What is His name?

Immanuel

Harry Foster

"Thou shalt call his name Jesus ... they shall call his name Immanuel" (Matthew 1:21, 23).

Isaiah had prophesied that they would call Mary's infant Immanuel, but there is no evidence that anybody ever used this name during the earthly life of Jesus. Joseph called Him Jesus, as he had been commanded to do, but we have no means of knowing how much he understood of Matthew's identification of the child as the virgin-born Immanuel of Isaiah's prophecy. Yet if people did not use the name it is clear that the spiritual reality was appreciated from time to time. There were moments when people sensed that in meeting Jesus they found themselves in the presence of God.

Peter began his history as an apostle with an abject confession of his own sinfulness which only the holy presence of God could have provoked (Luke 5:8). When a man was raised from the dead, those present exclaimed that God had visited them (Luke 7:16). What made the squad which had come to the garden of Gethsemane go backward and fall to the ground when Jesus confronted them with the words: "I am he" (John 18:6)?

Was it not a momentary awareness of divine majesty? They sought Jesus of Nazareth, and they met the great Immanuel. They fell back in dismay; but others knelt in worship. The Lord Jesus had insisted to Satan that God alone must be worshipped (Matthew 4:10), yet He did not demur at the worship given to Him by the man born blind (John 9:38) and others. Indeed He clarified the position to the rich young ruler who knelt before Him and called Him 'good', by explaining that the only valid way of so describing Him must be to recognise Him as truly God for: "... there is none good but one, that is, God" (Mark 10.18).

Reference to Isaiah's prophecy may explain why men never used the name, for the circumstances of the early life of this Immanuel were gloomy in the extreme. The background of the sign given by God to Ahaz was that the child would be born into the famine conditions of a land devastated by war (Isaiah 7:14-16). Spiritually this was fulfilled in the case of the child whom Joseph called Jesus.

The prophecy was fulfilled; the virgin bore her Son; but God's appearance in incarnation was made confused and sombre because of His people's sin. God was with man indeed, but He was here to share man's misery and to bear the consequences of his departure from his creator. No man realised it at the time, but in fact God was with us, with us in all the shame and degradation of human folly and sin.

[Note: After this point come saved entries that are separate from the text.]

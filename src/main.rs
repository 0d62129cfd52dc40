/*!
 * Perf Hints Conformance Check - Main Entry Point
 *
 * Exercises every hint once and checks the computed values.
 * Exits with status 0 when all checks pass, non-zero on the first violation.
 */

use std::io;
use tracing::info;

use perf_hints::{init_tracing, ActiveToolchain, ConformanceHarness, Toolchain, CAPABILITIES};

fn main() -> miette::Result<()> {
    // Initialize structured tracing
    init_tracing();

    let toolchain = <ActiveToolchain as Toolchain>::NAME;
    info!(
        toolchain,
        supported = CAPABILITIES.supported_count(),
        capabilities = %CAPABILITIES,
        "Hint layer resolved"
    );

    let stdout = io::stdout();
    let mut harness = ConformanceHarness::new(stdout.lock());
    let report = harness.run()?;

    info!(checks_passed = report.checks_passed, "All checks passed");
    Ok(())
}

After the cross came the resurrection, and then the true glory of Immanuel was made evident to all believers. In Christ, God is for us and God is with us. Thomas began the happy testimony with his: "My Lord and my God" (John 20.28), and from that day to this, Immanuel – God with us – has been linked with the saving name of Jesus in the grateful praises of all believers. The Lord Jesus gave added emphasis to the encouragement and comfort of this name of His when He told His disciples to go into all the world, backed by His universal authority, and added: "Lo, I am with you all the days ..." (Matthew 28:20).

So Matthew's words have proved true – "they shall call his name Immanuel". We count ourselves happy indeed that we shall know Him eternally by this marvellous name.

Toward the Mark / Vol. 3, No. 1, Jan-Feb. 1974.